Effects of high doses of olpadronate on the elastic (pre-yield) and plastic (post-yield) behavior of cortical bone in normal rats

GUSTAVO ROBERTO COINTRY; NÉLIDA MONDELO; RICARDO FRANCISCO CAPOZZA; JOSÉ LUIS FERRETTI

Davos (Suiza)

Congreso; VII Workshop on Bisphosphonates What is new in bisphosphonates? - From the laboratory to the patient; 2004

International Bone and Mineral Society

   High doses of OPD (Gador SA, Buenos Aires; 45-90 mg/kg/d x 3 months, from a carcinogenicity dose-range finding study) were orally given to 20 male and 24 female rats 4-5-sem old (7 & 9 controls). The cortical vBMD, cross-sectional perimeters (PM), area (CSA) and moment of inertia (MI) of femur diaphyses and their structural stiffness (load/deformation ratio) and strength during the successive “elastic”, reversible (pre-yield, no microcracks) and “plastic”, irreversible (post-yield, microcrack accumulation) deformation periods were determined by pQCT and bending tests.

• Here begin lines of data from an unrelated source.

//! Hook accounts: per-owner execution accounts that run batches of calls pre-authorised by
//! a single offline EIP-712 signature from the owner.
//!
//! Layers, leaves first:
//! - [`layout`]: the state schema shared by the delegating shell and its logic.
//! - [`auth`]: signer recovery over the batch digest.
//! - [`engine`]: the account logic (initialisation, nonces, batch execution, admin paths).
//! - [`shell`]: the deployed account, which delegates to whatever logic it points at.
//! - [`registry`]: deterministic per-owner provisioning and deploy-and-execute.
//!
//! [`vm`] is the in-process execution host all of the above run on.

pub mod auth;
pub mod engine;
pub mod errors;
pub mod layout;
pub mod registry;
pub mod shell;
pub mod vm;

pub use engine::HookEngine;
pub use errors::HookError;
pub use hook_account_types::{abi, eip712, BatchSignature, Call};
pub use layout::AccountState;
pub use registry::AccountRegistry;
pub use shell::{AccountShell, ShellKind};
pub use vm::{Contract, Frame, Revert, Vm};
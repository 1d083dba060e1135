//! Hook execution engine: the logic every account shell delegates to.
//!
//! Runs against the calling account's own [`AccountState`](crate::layout::AccountState) (the
//! frame's `address`), never against state of its own. State machine per account:
//! `Uninitialized -> Initialized`, with no way back.

use alloy_primitives::{Address, Bytes, B256};
use alloy_sol_types::{SolInterface, SolValue};
use tracing::debug;

use hook_account_types::{
    abi::{self, IHookAccount::IHookAccountCalls},
    domain_separator, hooks_digest, BatchSignature, Call,
};

use crate::{
    auth,
    errors::HookError,
    shell::ensure_implementation,
    vm::{Contract, Frame, Revert, Vm},
};

/// Proof that the running frame is the account acting on itself.
///
/// Only this module can mint one, so privileged transitions taking it are unreachable from the
/// public dispatch surface except through the self-call check in `updateTrustedExecutor`.
pub struct SelfAuthority(());

#[derive(Clone, Copy, Debug, Default)]
pub struct HookEngine;

impl HookEngine {
    pub fn initialize(
        &self,
        vm: &mut Vm,
        frame: &Frame,
        implementation: Address,
        admin: Address,
        trusted_executor: Address,
        calls: &[Call],
    ) -> Result<(), Revert> {
        let account = frame.address;
        if vm.account_state(account).is_some_and(|s| s.engine.initialized) {
            return Err(HookError::AlreadyInitialized(account).into());
        }
        ensure_implementation(vm, account, implementation)?;

        vm.set_implementation(account, implementation);
        let previous_admin = vm.set_admin(account, admin);
        vm.set_initialized(account);
        vm.emit(
            account,
            &abi::AdminChanged {
                previousAdmin: previous_admin,
                newAdmin: admin,
            },
        );
        vm.emit(account, &abi::Upgraded { implementation });
        debug!(%account, %admin, %implementation, calls = calls.len(), "account initialized");

        // Bootstrap calls need no signature: initialisation happens once, as part of the
        // account's own creation.
        execute_calls(vm, account, calls)?;

        self.set_trusted_executor(vm, account, trusted_executor, SelfAuthority(()));
        Ok(())
    }

    pub fn execute_hooks(
        &self,
        vm: &mut Vm,
        frame: &Frame,
        calls: &[Call],
        nonce: B256,
        signature: &BatchSignature,
    ) -> Result<(), Revert> {
        let account = frame.address;
        let admin = match vm.account_state(account) {
            Some(state) if state.engine.initialized => state.shell.admin,
            _ => return Err(HookError::InvalidInitialization.into()),
        };

        if !auth::verify(vm.chain_id(), account, calls, nonce, admin, signature) {
            return Err(HookError::InvalidSignature.into());
        }
        self.use_nonce(vm, account, nonce)?;

        debug!(%account, %nonce, calls = calls.len(), "executing signed hooks");
        execute_calls(vm, account, calls)
    }

    /// No nonce bookkeeping: the caller's identity is the authorisation, so replay protection on
    /// this path is the trusted executor's concern.
    pub fn trusted_execute_hooks(
        &self,
        vm: &mut Vm,
        frame: &Frame,
        calls: &[Call],
    ) -> Result<(), Revert> {
        let account = frame.address;
        let trusted = vm
            .account_state(account)
            .map(|s| s.engine.trusted_executor)
            .unwrap_or_default();
        if trusted == Address::ZERO || frame.caller != trusted {
            return Err(HookError::OnlyTrustedExecutor(frame.caller).into());
        }

        debug!(%account, executor = %frame.caller, calls = calls.len(), "executing trusted hooks");
        execute_calls(vm, account, calls)
    }

    pub fn update_trusted_executor(
        &self,
        vm: &mut Vm,
        frame: &Frame,
        who: Address,
    ) -> Result<(), Revert> {
        if frame.caller != frame.address {
            return Err(HookError::OnlySelf(frame.caller).into());
        }
        self.set_trusted_executor(vm, frame.address, who, SelfAuthority(()));
        Ok(())
    }

    pub fn set_trusted_executor(
        &self,
        vm: &mut Vm,
        account: Address,
        who: Address,
        _authority: SelfAuthority,
    ) {
        let previous = vm.set_trusted_executor(account, who);
        vm.emit(
            account,
            &abi::TrustedExecutorUpdated {
                previousExecutor: previous,
                newExecutor: who,
            },
        );
        debug!(%account, %previous, new = %who, "trusted executor updated");
    }

    pub fn update_implementation(
        &self,
        vm: &mut Vm,
        frame: &Frame,
        new_implementation: Address,
    ) -> Result<(), Revert> {
        let account = frame.address;
        self.only_admin(vm, frame)?;
        ensure_implementation(vm, account, new_implementation)?;

        vm.set_implementation(account, new_implementation);
        vm.emit(
            account,
            &abi::Upgraded {
                implementation: new_implementation,
            },
        );
        debug!(%account, implementation = %new_implementation, "implementation upgraded");
        Ok(())
    }

    pub fn revoke_nonce(&self, vm: &mut Vm, frame: &Frame, nonce: B256) -> Result<(), Revert> {
        self.only_admin(vm, frame)?;
        self.use_nonce(vm, frame.address, nonce)?;
        debug!(account = %frame.address, %nonce, "nonce revoked");
        Ok(())
    }

    fn only_admin(&self, vm: &Vm, frame: &Frame) -> Result<(), HookError> {
        let admin = vm
            .account_state(frame.address)
            .map(|s| s.shell.admin)
            .unwrap_or_default();
        if admin == Address::ZERO || frame.caller != admin {
            return Err(HookError::OnlyAdmin(frame.caller));
        }
        Ok(())
    }

    fn use_nonce(&self, vm: &mut Vm, account: Address, nonce: B256) -> Result<(), HookError> {
        if !vm.use_nonce(account, nonce) {
            return Err(HookError::NonceAlreadyUsed(nonce));
        }
        Ok(())
    }
}

/// Run `calls` in order from `account`.
///
/// A failing call with `allowFailure` is discarded (its frame has already been rolled back); any
/// other failure aborts with the callee's exact revert payload.
pub fn execute_calls(vm: &mut Vm, account: Address, calls: &[Call]) -> Result<(), Revert> {
    for (index, call) in calls.iter().enumerate() {
        match vm.call(account, call.target, call.value, &call.callData) {
            Ok(_) => {}
            Err(revert) if call.allowFailure => {
                debug!(%account, index, target = %call.target, %revert, "tolerated call failure");
            }
            Err(revert) => return Err(revert),
        }
    }
    Ok(())
}

impl Contract for HookEngine {
    fn name(&self) -> &'static str {
        "HookEngine"
    }

    fn call(&self, vm: &mut Vm, frame: &Frame, input: &[u8]) -> Result<Bytes, Revert> {
        let decoded = IHookAccountCalls::abi_decode(input, true).map_err(|_| Revert::empty())?;
        let account = frame.address;

        let out = match decoded {
            IHookAccountCalls::initialize(c) => {
                self.initialize(vm, frame, c.implementation, c.admin, c.trustedExecutor, &c.calls)?;
                Vec::new()
            }
            IHookAccountCalls::executeHooks_0(c) => {
                let signature = BatchSignature::Packed(c.signature);
                self.execute_hooks(vm, frame, &c.calls, c.nonce, &signature)?;
                Vec::new()
            }
            IHookAccountCalls::executeHooks_1(c) => {
                let signature = BatchSignature::Split { v: c.v, r: c.r, s: c.s };
                self.execute_hooks(vm, frame, &c.calls, c.nonce, &signature)?;
                Vec::new()
            }
            IHookAccountCalls::trustedExecuteHooks(c) => {
                self.trusted_execute_hooks(vm, frame, &c.calls)?;
                Vec::new()
            }
            IHookAccountCalls::updateTrustedExecutor(c) => {
                self.update_trusted_executor(vm, frame, c.trustedExecutor)?;
                Vec::new()
            }
            IHookAccountCalls::updateImplementation(c) => {
                self.update_implementation(vm, frame, c.newImplementation)?;
                Vec::new()
            }
            IHookAccountCalls::revokeNonce(c) => {
                self.revoke_nonce(vm, frame, c.nonce)?;
                Vec::new()
            }
            IHookAccountCalls::domainSeparator(_) => {
                domain_separator(vm.chain_id(), account).abi_encode()
            }
            IHookAccountCalls::hashHooks(c) => {
                hooks_digest(vm.chain_id(), account, &c.calls, c.nonce).abi_encode()
            }
            IHookAccountCalls::trustedExecutor(_) => {
                let state = vm.account_state(account);
                state.map(|s| s.engine.trusted_executor).unwrap_or_default().abi_encode()
            }
            IHookAccountCalls::admin(_) => {
                let state = vm.account_state(account);
                state.map(|s| s.shell.admin).unwrap_or_default().abi_encode()
            }
            IHookAccountCalls::implementation(_) => {
                let state = vm.account_state(account);
                state.map(|s| s.shell.implementation).unwrap_or_default().abi_encode()
            }
            IHookAccountCalls::nonces(c) => {
                let state = vm.account_state(account);
                state.is_some_and(|s| s.engine.is_used(c.nonce)).abi_encode()
            }
        };
        Ok(out.into())
    }
}
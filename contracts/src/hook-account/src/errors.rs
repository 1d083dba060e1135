use alloy_primitives::{Address, B256};
use alloy_sol_types::SolError;

use hook_account_types::abi;

/// Errors that abort a whole invocation. Each maps onto one ABI custom error.
#[derive(Debug, Clone, PartialEq, Eq, thiserror::Error)]
pub enum HookError {
    #[error("signature does not recover to the account admin")]
    InvalidSignature,
    #[error("nonce {0} already used")]
    NonceAlreadyUsed(B256),
    #[error("caller {0} is not the trusted executor")]
    OnlyTrustedExecutor(Address),
    #[error("caller {0} is not the admin")]
    OnlyAdmin(Address),
    #[error("caller {0} is not the account itself")]
    OnlySelf(Address),
    #[error("account {0} is already initialized")]
    AlreadyInitialized(Address),
    #[error("account is not initialized")]
    InvalidInitialization,
    #[error("implementation {0} has no code")]
    InvalidImplementation(Address),
}

impl HookError {
    /// ABI-encoded custom error, used as revert data.
    pub fn abi_encode(&self) -> Vec<u8> {
        match *self {
            Self::InvalidSignature => abi::InvalidSignature {}.abi_encode(),
            Self::NonceAlreadyUsed(nonce) => abi::NonceAlreadyUsed { nonce }.abi_encode(),
            Self::OnlyTrustedExecutor(caller) => abi::OnlyTrustedExecutor { caller }.abi_encode(),
            Self::OnlyAdmin(caller) => abi::OnlyAdmin { caller }.abi_encode(),
            Self::OnlySelf(caller) => abi::OnlySelf { caller }.abi_encode(),
            Self::AlreadyInitialized(account) => abi::AlreadyInitialized { account }.abi_encode(),
            Self::InvalidInitialization => abi::InvalidInitialization {}.abi_encode(),
            Self::InvalidImplementation(implementation) => {
                abi::InvalidImplementation { implementation }.abi_encode()
            }
        }
    }

    /// Recover the typed error from revert data. Unknown payloads yield `None`.
    pub fn abi_decode(data: &[u8]) -> Option<Self> {
        let selector: [u8; 4] = data.get(..4)?.try_into().ok()?;

        if selector == abi::InvalidSignature::SELECTOR {
            abi::InvalidSignature::abi_decode(data, true).ok()?;
            Some(Self::InvalidSignature)
        } else if selector == abi::NonceAlreadyUsed::SELECTOR {
            let e = abi::NonceAlreadyUsed::abi_decode(data, true).ok()?;
            Some(Self::NonceAlreadyUsed(e.nonce))
        } else if selector == abi::OnlyTrustedExecutor::SELECTOR {
            let e = abi::OnlyTrustedExecutor::abi_decode(data, true).ok()?;
            Some(Self::OnlyTrustedExecutor(e.caller))
        } else if selector == abi::OnlyAdmin::SELECTOR {
            let e = abi::OnlyAdmin::abi_decode(data, true).ok()?;
            Some(Self::OnlyAdmin(e.caller))
        } else if selector == abi::OnlySelf::SELECTOR {
            let e = abi::OnlySelf::abi_decode(data, true).ok()?;
            Some(Self::OnlySelf(e.caller))
        } else if selector == abi::AlreadyInitialized::SELECTOR {
            let e = abi::AlreadyInitialized::abi_decode(data, true).ok()?;
            Some(Self::AlreadyInitialized(e.account))
        } else if selector == abi::InvalidInitialization::SELECTOR {
            abi::InvalidInitialization::abi_decode(data, true).ok()?;
            Some(Self::InvalidInitialization)
        } else if selector == abi::InvalidImplementation::SELECTOR {
            let e = abi::InvalidImplementation::abi_decode(data, true).ok()?;
            Some(Self::InvalidImplementation(e.implementation))
        } else {
            None
        }
    }
}
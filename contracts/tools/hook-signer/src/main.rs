use std::{fs, path::PathBuf};

use anyhow::{anyhow, Context, Result};
use clap::{Parser, Subcommand, ValueEnum};
use serde_json::json;
use tracing::debug;
use tracing_subscriber::EnvFilter;

use alloy_primitives::{Address, B256};
use hook_account::{
    auth::{address_of, sign_hooks},
    eip712,
    registry::account_address,
    AccountShell,
};

mod calls;

use calls::read_calls;

/// Off-platform companion for hook accounts: compute account addresses and sign batches that a
/// relayer can later submit to the registry or the account.
#[derive(Parser, Debug)]
#[command(author, version, about)]
struct Cli {
    #[command(subcommand)]
    command: Command,
}

#[derive(Subcommand, Debug)]
enum Command {
    /// Print the deterministic account address of an owner.
    Address {
        #[arg(long, env = "REGISTRY")]
        registry: Address,

        #[arg(long)]
        owner: Address,

        #[arg(long, value_enum, default_value_t = Shell::Delegating)]
        shell: Shell,
    },

    /// Sign a batch of calls and print the digest and both signature encodings as JSON.
    Sign {
        #[arg(long, env = "CHAIN_ID")]
        chain_id: u64,

        /// Account the batch is for. Derived from `--registry` and the signer when omitted.
        #[arg(long)]
        account: Option<Address>,

        #[arg(long, env = "REGISTRY")]
        registry: Option<Address>,

        #[arg(long, value_enum, default_value_t = Shell::Delegating)]
        shell: Shell,

        /// 32-byte nonce (0x-prefixed hex). Must not have been used by the account before.
        #[arg(long)]
        nonce: B256,

        /// JSON file with an array of `{ target, value, data, allowFailure }`.
        #[arg(long)]
        calls: PathBuf,

        /// Path to a file containing the signer private key.
        #[arg(long, env = "PRIV_KEY_PATH", conflicts_with = "private_key")]
        private_key_path: Option<PathBuf>,

        /// Private key (hex string, 0x...).
        #[arg(long, env = "PKEY", conflicts_with = "private_key_path")]
        private_key: Option<String>,
    },
}

#[derive(Clone, Copy, Debug, ValueEnum)]
enum Shell {
    Delegating,
    Transparent,
}

impl From<Shell> for AccountShell {
    fn from(shell: Shell) -> Self {
        match shell {
            Shell::Delegating => AccountShell::delegating(),
            Shell::Transparent => AccountShell::transparent(),
        }
    }
}

fn main() -> Result<()> {
    dotenv::dotenv().ok();
    tracing_subscriber::fmt()
        .with_env_filter(EnvFilter::from_default_env())
        .with_writer(std::io::stderr)
        .init();

    let cli = Cli::parse();
    match cli.command {
        Command::Address {
            registry,
            owner,
            shell,
        } => {
            let account = account_address(registry, owner, &shell.into());
            println!("{account}");
        }
        Command::Sign {
            chain_id,
            account,
            registry,
            shell,
            nonce,
            calls,
            private_key_path,
            private_key,
        } => {
            let key = load_key(private_key_path, private_key)?;
            let signer = address_of(key.verifying_key());
            let account = match (account, registry) {
                (Some(account), _) => account,
                (None, Some(registry)) => account_address(registry, signer, &shell.into()),
                (None, None) => return Err(anyhow!("provide --account or --registry")),
            };

            let calls = read_calls(&calls)?;
            debug!(%account, %signer, calls = calls.len(), "signing batch");
            let digest = eip712::hooks_digest(chain_id, account, &calls, nonce);
            let signature = sign_hooks(&key, chain_id, account, &calls, nonce)
                .map_err(|e| anyhow!("signing failed: {e}"))?;
            let (v, r, s) = signature
                .to_parts()
                .ok_or_else(|| anyhow!("signer produced a malformed signature"))?;
            let packed = signature
                .to_packed()
                .ok_or_else(|| anyhow!("signer produced a malformed signature"))?;

            let out = json!({
                "chainId": chain_id,
                "account": account,
                "owner": signer,
                "nonce": nonce,
                "digest": digest,
                "signature": packed,
                "v": v,
                "r": r,
                "s": s,
            });
            println!("{}", serde_json::to_string_pretty(&out)?);
        }
    }
    Ok(())
}

fn load_key(path: Option<PathBuf>, inline: Option<String>) -> Result<k256::ecdsa::SigningKey> {
    let raw = match (path, inline) {
        (Some(path), _) => fs::read_to_string(&path)
            .with_context(|| format!("failed to read key file {}", path.display()))?,
        (None, Some(key)) => key,
        (None, None) => {
            return Err(anyhow!(
                "missing signer key: provide --private-key-path or --private-key (or set PRIV_KEY_PATH/PKEY)"
            ))
        }
    };
    let trimmed = raw.trim();
    let bytes = hex::decode(trimmed.strip_prefix("0x").unwrap_or(trimmed))
        .context("private key is not valid hex")?;
    k256::ecdsa::SigningKey::from_slice(&bytes).map_err(|e| anyhow!("invalid private key: {e}"))
}
use alloy_primitives::{Address, Bytes, U256};
use alloy_sol_types::SolError;

use crate::{errors::HookError, vm::Vm};

/// Execution context of one call frame.
///
/// Under delegation the frame is shared unchanged: `address` stays the account whose state is
/// being operated on, `caller` stays the original caller.
#[derive(Clone, Copy, Debug, PartialEq, Eq)]
pub struct Frame {
    pub caller: Address,
    pub address: Address,
    pub value: U256,
}

/// Code installed at an address.
pub trait Contract: Send + Sync {
    fn name(&self) -> &'static str;

    fn call(&self, vm: &mut Vm, frame: &Frame, input: &[u8]) -> Result<Bytes, Revert>;
}

/// Failed frame, carrying the exact revert payload.
#[derive(Clone, Debug, Default, PartialEq, Eq, thiserror::Error)]
#[error("execution reverted: 0x{}", hex::encode(.data))]
pub struct Revert {
    pub data: Bytes,
}

impl Revert {
    pub fn empty() -> Self {
        Self::default()
    }

    pub fn new(data: impl Into<Bytes>) -> Self {
        Self { data: data.into() }
    }

    /// Decode the payload as the custom error `E`.
    pub fn decode<E: SolError>(&self) -> Option<E> {
        E::abi_decode(&self.data, true).ok()
    }

    pub fn hook_error(&self) -> Option<HookError> {
        HookError::abi_decode(&self.data)
    }
}

impl From<HookError> for Revert {
    fn from(error: HookError) -> Self {
        Self::new(error.abi_encode())
    }
}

The pre-yield stiffness of cortical tissue (elastic modulus, E) and a Bone Strength Index, BSI = vBMD * MI (which can predict ultimate strength but does not capture any microstructural indicator of cortical tissue) were calculated from those data.     No effects on growth were observed. Treatment improved significantly CSA and MI as a function of increases in both endosteal and periosteal PMs, more evidently in male than female rats, with no effects on cortical vBMD and E. As a result, mild increases in structural diaphyseal stiffness and strength at yield (only significant in males) were observed. Diaphyseal ultimate strength was substantially enhanced (males, +38%, p<0.001; females, +17%, p<0.01) chiefly because of a large increase in the post-yield fraction of the ultimate load (males, +300%, p<0.001; females, +80%, p<0.05). The BSI failed to predict ultimate load in treated animals.    The positive effects of the assayed OPD doses on the pre-yield behavior of bones would reflect an anabolic improvement in diaphyseal geometry induced independently of bone material’s mineralization and elastic stiffness (i.e., beyond the homeostatic control of bone structure as predicted by the mechanostat theory). The large effects on post-yield behavior and ultimate strength of the bones should be assigned to changes in other factors (not determined in the study) affecting the progress of cracks within cortical tissue (“plastic” deformation period) previously to fracture. Failure of BSI to predict ultimate strength suggests that the observed bone strengthening would have been determined chiefly by mineralization-unrelated, microstructural factors in this study. These results point out some novel bisphosphonate effects on bone strength and mechanism of fracture with no apparent involvement of bone mineralization.